Five weeks later, she returned for her postoperative control visit. Her abdominal pain was reduced, but still present. Also, she still experienced fatigue and was not satisfied. The doctor suggested that her complaints were probably not caused by Essure®. Due to persistent symptoms, she returned 17 months after the initial removal surgery. A flat panel abdominal X-ray was performed and showed two metal fragments. These were most likely to be parts of the removed Essure® devices. During initial laparoscopy, both fourth markers were visualized and removed, implying that these fragments were different parts of the device, supposedly the third markers (proximal marker of inner coil).

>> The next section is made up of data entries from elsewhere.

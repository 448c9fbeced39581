//! Interpolating B-splines of arbitrary degree.
//!
//! `interpolate` places knots the way classic interpolating-spline codes do
//! (FITPACK with zero smoothing):
//!
//! - odd degree `k`: interior knots at the data abscissae `x[(k+1)/2 .. n-(k+1)/2]`
//! - even degree `k`: interior knots at midpoints between consecutive abscissae
//!
//! with `k+1` repeated boundary knots at each end. The collocation system is
//! banded and totally positive, so it is solved without pivoting.
//!
//! Outside the data range the end polynomial pieces are extrapolated.

use crate::error::MeasureError;
use crate::math::banded::BandedMatrix;

/// Subdivisions per knot span when bracketing roots.
const ROOT_SUBDIVISIONS: usize = 8;

#[derive(Debug, Clone)]
pub struct BSpline {
    knots: Vec<f64>,
    coefs: Vec<f64>,
    degree: usize,
}

impl BSpline {
    /// Build the spline of degree `k` interpolating `(x, y)`.
    ///
    /// `x` must be strictly increasing with more than `k` samples.
    pub fn interpolate(x: &[f64], y: &[f64], k: usize) -> Result<Self, MeasureError> {
        let n = x.len();
        if n != y.len() {
            return Err(MeasureError::InvalidInput("spline x and y differ in length".into()));
        }
        if k == 0 || n <= k {
            return Err(MeasureError::InvalidInput(format!(
                "degree-{k} spline needs more than {k} points, got {n}"
            )));
        }
        if x.windows(2).any(|w| !(w[1] > w[0])) {
            return Err(MeasureError::InvalidInput(
                "spline abscissae must be strictly increasing".into(),
            ));
        }
        if y.iter().any(|v| !v.is_finite()) {
            return Err(MeasureError::InvalidInput("spline ordinates must be finite".into()));
        }

        let mut knots = Vec::with_capacity(n + k + 1);
        knots.extend(std::iter::repeat(x[0]).take(k + 1));
        if k % 2 == 1 {
            let h = (k + 1) / 2;
            knots.extend_from_slice(&x[h..n - h]);
        } else {
            let h = k / 2;
            for j in h..(n - h - 1) {
                knots.push(0.5 * (x[j] + x[j + 1]));
            }
        }
        knots.extend(std::iter::repeat(x[n - 1]).take(k + 1));

        let mut spline = Self {
            knots,
            coefs: vec![0.0; n],
            degree: k,
        };

        // Bandwidths from the actual sparsity pattern.
        let spans: Vec<usize> = x.iter().map(|&xi| spline.find_span(xi)).collect();
        let mut lower = 0usize;
        let mut upper = 0usize;
        for (i, &mu) in spans.iter().enumerate() {
            let first = mu - k;
            lower = lower.max(i.saturating_sub(first));
            upper = upper.max(mu.saturating_sub(i));
        }

        let mut a = BandedMatrix::zeros(n, lower, upper);
        for (i, (&xi, &mu)) in x.iter().zip(&spans).enumerate() {
            let basis = spline.basis_functions(mu, xi);
            for (r, &b) in basis.iter().enumerate() {
                if b != 0.0 {
                    a.add(i, mu - k + r, b)?;
                }
            }
        }
        spline.coefs = a.solve(y)?;
        Ok(spline)
    }

    pub fn degree(&self) -> usize {
        self.degree
    }

    /// Data range covered by the spline.
    pub fn domain(&self) -> (f64, f64) {
        (self.knots[self.degree], self.knots[self.coefs.len()])
    }

    fn find_span(&self, x: f64) -> usize {
        let k = self.degree;
        let last = self.coefs.len() - 1;
        let idx = self.knots.partition_point(|&t| t <= x);
        idx.saturating_sub(1).clamp(k, last)
    }

    /// Non-zero basis functions `N_{mu-k..=mu}` at `x` (Cox–de Boor).
    fn basis_functions(&self, mu: usize, x: f64) -> Vec<f64> {
        let k = self.degree;
        let t = &self.knots;
        let mut n = vec![0.0; k + 1];
        let mut left = vec![0.0; k + 1];
        let mut right = vec![0.0; k + 1];
        n[0] = 1.0;
        for j in 1..=k {
            left[j] = x - t[mu + 1 - j];
            right[j] = t[mu + j] - x;
            let mut saved = 0.0;
            for r in 0..j {
                let denom = right[r + 1] + left[j - r];
                let temp = if denom != 0.0 { n[r] / denom } else { 0.0 };
                n[r] = saved + right[r + 1] * temp;
                saved = left[j - r] * temp;
            }
            n[j] = saved;
        }
        n
    }

    pub fn eval(&self, x: f64) -> f64 {
        let mu = self.find_span(x);
        let k = self.degree;
        self.basis_functions(mu, x)
            .iter()
            .enumerate()
            .map(|(r, b)| b * self.coefs[mu - k + r])
            .sum()
    }

    pub fn eval_many(&self, xs: &[f64]) -> Vec<f64> {
        xs.iter().map(|&x| self.eval(x)).collect()
    }

    /// First derivative as a spline of one degree less.
    pub fn derivative(&self) -> Result<Self, MeasureError> {
        let k = self.degree;
        if k == 0 {
            return Err(MeasureError::InvalidInput(
                "cannot differentiate a degree-0 spline".into(),
            ));
        }
        let t = &self.knots;
        let coefs = (0..self.coefs.len() - 1)
            .map(|i| {
                let dt = t[i + k + 1] - t[i + 1];
                if dt > 0.0 {
                    k as f64 * (self.coefs[i + 1] - self.coefs[i]) / dt
                } else {
                    0.0
                }
            })
            .collect();
        Ok(Self {
            knots: t[1..t.len() - 1].to_vec(),
            coefs,
            degree: k - 1,
        })
    }

    /// `n`-th derivative.
    pub fn nth_derivative(&self, n: usize) -> Result<Self, MeasureError> {
        let mut out = self.clone();
        for _ in 0..n {
            out = out.derivative()?;
        }
        Ok(out)
    }

    /// Zeros of the spline inside its domain, in increasing order.
    ///
    /// Each knot span is bracketed on a fixed sub-grid and refined by bisection,
    /// so two roots closer than a sub-grid step may be reported as none.
    pub fn roots(&self) -> Vec<f64> {
        let k = self.degree;
        let mut roots: Vec<f64> = Vec::new();
        let push = |r: f64, roots: &mut Vec<f64>| {
            if let Some(&last) = roots.last() {
                if (r - last).abs() <= 1e-12 * (1.0 + r.abs()) {
                    return;
                }
            }
            roots.push(r);
        };

        for mu in k..self.coefs.len() {
            let (a, b) = (self.knots[mu], self.knots[mu + 1]);
            if !(b > a) {
                continue;
            }
            let step = (b - a) / ROOT_SUBDIVISIONS as f64;
            let mut u0 = a;
            let mut f0 = self.eval(u0);
            for s in 1..=ROOT_SUBDIVISIONS {
                let u1 = if s == ROOT_SUBDIVISIONS { b } else { a + step * s as f64 };
                let f1 = self.eval(u1);
                if f0 == 0.0 {
                    push(u0, &mut roots);
                } else if f0 * f1 < 0.0 {
                    push(self.bisect(u0, u1, f0), &mut roots);
                }
                u0 = u1;
                f0 = f1;
            }
        }

        let (_, end) = self.domain();
        if self.eval(end) == 0.0 {
            push(end, &mut roots);
        }
        roots
    }

    fn bisect(&self, mut lo: f64, mut hi: f64, mut f_lo: f64) -> f64 {
        for _ in 0..200 {
            let mid = 0.5 * (lo + hi);
            if mid <= lo || mid >= hi {
                break;
            }
            let f_mid = self.eval(mid);
            if f_mid == 0.0 {
                return mid;
            }
            if f_lo * f_mid < 0.0 {
                hi = mid;
            } else {
                lo = mid;
                f_lo = f_mid;
            }
        }
        0.5 * (lo + hi)
    }
}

The woman requested removal of these fragments. Six weeks later, hysteroscopy and laparoscopy were repeated. Hysteroscopically, no fragments of the devices were seen. During laparoscopy, intraoperative fluoroscopy was performed to visualize both remnants. The markers were bilaterally removed from the cornua, and this resulted in complete removal of the device remnants (Figures 4 and 5). The postoperative period was uncomplicated. Six week later, the woman continued to do well. Her symptoms were reduced; she only continued to experience symptoms of her left groin.

3. Discussion

Few case-reports about the removal of the fourth marker are published. [8, 9] This is, by our knowledge, the first report written about fragmentation of the third marker. Until now, it was not recognized that the third marker could also be teared off during removal surgery.

Prior to removal surgery, it is important to understand the structure of the device. The inner coil consists of stainless steel and polyethylene terephthalate (PET) fibers running along the inner coil. The outer coil consists of nickel-titanium alloy (nitinol). [1, 10] The ESS205 and ESS305 are made from the same materials. Concerning the third marker, there is a difference between the two devices. The third marker of ESS205 is located at the proximal end of the inner coil. The third marker of ESS305 is situated a few millimeters more distal from the end. The third marker of ESS205 is prone to fragmentation after stretching the device during removal surgery, because of its position on the device, where this is less likely to happen with ESS305 because the marker is not terminal. The difference between the proximal part of the outer coil is that there is a little tube at the end of ESS205 that is placed over the nitinol coil. At ESS305 is a platinum plate attached at the end of the outer coil. In both models, the fourth marker is the biggest part of the device and prone to fragmentation. The PET fibers of the inner coil of Essure® react with the fallopian tube tissue which induces fibrosis. The outer coil becomes frail after some time, and traction may cause it to break. The most proximal part of the outer coil with the fourth marker is easily lost and can be hard to find. [6] In summary, not only the fourth marker but also the third marker of the ESS205 can tear off and can easily be lost during removal surgery.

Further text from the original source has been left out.